Евгений Жук - Время в тумане
Итак, система работала. Но и без этих, неожиданных по сути, премий он уже входил, втягивался в круговерть декадника. В нем всплывали старые, забытые ощущения — ощущения соревнования. Он чувствовал, что становится расчетлив, молчалив. Это было даже вне его сознания. Руки, ноги, все тело в предчувствии тяжелых испытаний перестраивали и мозг, и все сознание.
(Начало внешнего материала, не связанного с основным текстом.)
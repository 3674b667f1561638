//! Contract Test: Record Ownership
//!
//! A record belongs to DDNSU iff its comment carries the `DDNSU_` prefix.
//!
//! Constraints verified:
//! - Untagged records are never updated or deleted, by reconcile or purge
//! - Matching is by tag, not by name: a rename is an update in place
//! - Records written by the engine carry `DDNSU_<comment>`
//!
//! If this test fails, the engine can destroy records it does not own.

mod common;

use common::*;

#[tokio::test]
async fn reconcile_never_touches_untagged_records() {
    let provider = MockDnsProvider::new();
    let manual = provider.seed("example.com", "www", None);
    let lookalike = provider.seed("example.com", "www", Some("home"));

    let (engine, _rx, _store) = simple_engine(
        &provider,
        HOME,
        test_config(&["example.com"], vec![a_record("www", "home")]),
    );
    engine.run_once().await.unwrap();

    assert_eq!(provider.update_count(), 0);
    assert_eq!(provider.create_count(), 1);

    let records = provider.records("example.com");
    for id in [&manual, &lookalike] {
        let untouched = records.iter().find(|r| &r.id == id).unwrap();
        assert_eq!(untouched.value, "203.0.113.99");
    }
}

#[tokio::test]
async fn purge_deletes_only_tagged_records() {
    let provider = MockDnsProvider::new();
    let manual = provider.seed("example.com", "www", None);
    let foreign = provider.seed("example.com", "mail", Some("managed by hand"));
    provider.seed("example.com", "vpn", Some("DDNSU_vpn"));
    provider.seed("example.com", "@", Some("DDNSU_apex"));

    let (engine, _rx, _store) = simple_engine(
        &provider,
        HOME,
        test_config(&["example.com"], vec![a_record("www", "home")]),
    );
    let report = engine.purge_all().await.unwrap();

    assert!(report.is_clean());
    assert_eq!(report.domains[0].deleted.len(), 2);
    assert_eq!(provider.delete_count(), 2);

    let left: Vec<String> = provider
        .records("example.com")
        .into_iter()
        .map(|r| r.id)
        .collect();
    assert_eq!(left, vec![manual, foreign]);
}

#[tokio::test]
async fn rename_with_same_comment_updates_in_place() {
    let provider = MockDnsProvider::new();
    let owned = provider.seed("example.com", "old-name", Some("DDNSU_home"));

    let (engine, _rx, _store) = simple_engine(
        &provider,
        HOME,
        test_config(&["example.com"], vec![a_record("new-name", "home")]),
    );
    let report = engine.run_once().await.unwrap();

    assert_eq!(report.reconcile.domains[0].updated, vec!["home".to_string()]);
    assert_eq!(provider.create_count(), 0);
    assert_eq!(provider.delete_count(), 0);

    let tagged = provider.tagged("example.com");
    assert_eq!(tagged.len(), 1);
    assert_eq!(tagged[0].id, owned);
    assert_eq!(tagged[0].name, "new-name");
    assert_eq!(tagged[0].value, HOME.to_string());
}

#[tokio::test]
async fn created_records_carry_the_ownership_tag() {
    let provider = MockDnsProvider::new();
    let (engine, _rx, _store) = simple_engine(
        &provider,
        HOME,
        test_config(&["example.com"], vec![a_record("*", "apex"), a_record("vpn", "vpn")]),
    );
    engine.run_once().await.unwrap();

    let mut comments: Vec<String> = provider
        .tagged("example.com")
        .into_iter()
        .filter_map(|r| r.comment)
        .collect();
    comments.sort();
    assert_eq!(comments, vec!["DDNSU_apex", "DDNSU_vpn"]);
}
Когда он выходил из столовой, встретил Холстова. «Как дела?» — спросил Холстов. «Нормально», — сухо ответил Горин. Но дело уже было не в том, что вчера на собрании ему не понравились излишняя деловитость, технократия Холстова и заманивания деньгами агрономом. Нет. Дело было уже не в них, вернее, не в их методе — быть может, излишне расчетливом. Дело было уже в нем самом, Горине, в той работе, которую он делал. Дело было, в конце концов, в хлебе.
…В пятницу утром опять было собрание. «Чепуху» подобрали — уборка кончилась, и бригада Лехи Сысина перешла к Толкачеву. Это было кстати. Дня три шли мелкие дожди. Потом грело солнце — и хлеб, мокрый и теплый, прорастал и горел.
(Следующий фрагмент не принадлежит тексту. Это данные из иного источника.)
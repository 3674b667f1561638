//! Error types for DDNSU
//!
//! This module defines all error types used throughout the crate.

use thiserror::Error;

/// Result type alias for DDNSU operations
pub type Result<T> = std::result::Result<T, Error>;

/// Core error type for DDNSU
#[derive(Error, Debug)]
pub enum Error {
    /// No IP lookup endpoint produced a usable address
    #[error("No IP quorum: {0}")]
    NoQuorum(String),

    /// Configuration errors (including integrity violations)
    #[error("Configuration error: {0}")]
    Config(String),

    /// Configuration persistence errors
    #[error("Config store error: {0}")]
    ConfigStore(String),

    /// JSON serialization/deserialization errors
    #[error("JSON error: {0}")]
    Json(#[from] serde_json::Error),

    /// HTTP client errors (from provider APIs and lookup endpoints)
    #[error("HTTP error: {0}")]
    Http(String),

    /// Authentication errors
    #[error("Authentication failed: {0}")]
    Authentication(String),

    /// Record or zone not found
    #[error("Not found: {0}")]
    NotFound(String),

    /// Invalid input
    #[error("Invalid input: {0}")]
    InvalidInput(String),

    /// Provider-specific error
    #[error("Provider error ({provider}): {message}")]
    Provider {
        /// Provider name
        provider: String,
        /// Error message
        message: String,
    },
}

impl Error {
    /// Create a quorum failure error
    pub fn no_quorum(msg: impl Into<String>) -> Self {
        Self::NoQuorum(msg.into())
    }

    /// Create a configuration error
    pub fn config(msg: impl Into<String>) -> Self {
        Self::Config(msg.into())
    }

    /// Create a config store error
    pub fn config_store(msg: impl Into<String>) -> Self {
        Self::ConfigStore(msg.into())
    }

    /// Create an HTTP error
    pub fn http(msg: impl Into<String>) -> Self {
        Self::Http(msg.into())
    }

    /// Create an authentication error
    pub fn auth(msg: impl Into<String>) -> Self {
        Self::Authentication(msg.into())
    }

    /// Create a "not found" error
    pub fn not_found(msg: impl Into<String>) -> Self {
        Self::NotFound(msg.into())
    }

    /// Create an invalid input error
    pub fn invalid_input(msg: impl Into<String>) -> Self {
        Self::InvalidInput(msg.into())
    }

    /// Create a provider-specific error
    pub fn provider(provider: impl Into<String>, message: impl Into<String>) -> Self {
        Self::Provider {
            provider: provider.into(),
            message: message.into(),
        }
    }

    /// Whether this error must abort a whole reconciliation pass.
    ///
    /// Fatal errors are quorum failures, credential failures and
    /// configuration problems. Everything else is scoped to a domain or
    /// a single record, and is worth retrying on the next pass.
    pub fn is_fatal(&self) -> bool {
        matches!(
            self,
            Self::NoQuorum(_) | Self::Authentication(_) | Self::Config(_) | Self::ConfigStore(_)
        )
    }
}

#[cfg(test)]
mod tests {
    use super::*;

    #[test]
    fn fatal_classification() {
        assert!(Error::no_quorum("all endpoints failed").is_fatal());
        assert!(Error::auth("bad token").is_fatal());
        assert!(Error::config("duplicate comment").is_fatal());
        assert!(!Error::provider("cloudflare", "500").is_fatal());
        assert!(!Error::http("timeout").is_fatal());
    }

    #[test]
    fn provider_error_display() {
        let err = Error::provider("vercel", "Rate limit exceeded");
        assert_eq!(err.to_string(), "Provider error (vercel): Rate limit exceeded");
    }
}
Агроном уже не шутил и не сыпал поговорками. Он и Холстов молча достали из мешковины пророщенный, спекшийся пласт зерна. Все было ясно — хлеб погибал, и Горин, спавший эти четыре дня не больше пяти часов в сутки, понял: спать придется, может быть, еще меньше.
…Дорогу за эти дни он изучил до последней выбоины, знал все небольшие подъемы, спуски, повороты. Проколов пока не было, резина держала, и Горин по дороге на ХПП остановок не делал, но, подъезжая к дамбе, он всегда тормозил из осторожности и оттого, что хотелось взглянуть на лебедей. Лебеди плавали уже подальше — метров за сто, часто уплывали в камыши, и он не мог понять, отчего они не улетают, почему держатся на этом шумном и опасном месте. Рана? Болезнь? И если ранен, то кто: один или оба? И семья это или просто два лебедя?..
Однажды ранним утром, тормознув на дамбе, он, сколько ни вглядывался, не увидел лебедей. Улетели? Или загубил кто?
Горин вышел из КамАЗа, прошелся по дамбе и тут увидел идущего от озера человека. Кряхтя и шумно сопя, человек влез на дамбу и подошел к Горину. Они поговорили немного. Это был местный житель — старик-егерь. Он попросил довезти его до отделения. Горин молча кивнул и, взглянув на озеро, собрался влезть в КамАЗ, а старик, перехватив его взгляд, спросил:
— Лебедушек, мил человек, ищешь? Тут они. Подкормил я их маленько — теперь вот в камыши и забились…
…Они подъезжали к отделению, и Горин спросил: что с лебедями?
— У женки крыло забили, а, может, и сама… Да, печали немного — взлетать уже пробует — седни сам видел. Ишо неделя — вместе и полетят — муженек вон как рядом вьется…
VIIОттого ли, что старик называл лебедей мужем и женой, а, может, и оттого, что лебеди были так верны друг другу — о чем он, конечно же, слышал, но как-то не задумывался в миллионном, дымном, далеком от природы, суетящемся городе, — но Горин подумал о жене, своей неудачной семейной жизни, и чувство одиночества и тоски вдруг с такой силой ударило в грудь, таким упругим комком подступило к горлу, так вмиг омертвели руки и ноги, что он сбросил «газ», переключился на нижнюю скорость и машинально прижался к самому краю дороги, хотя ни встречной, ни обгоняющей машины не было.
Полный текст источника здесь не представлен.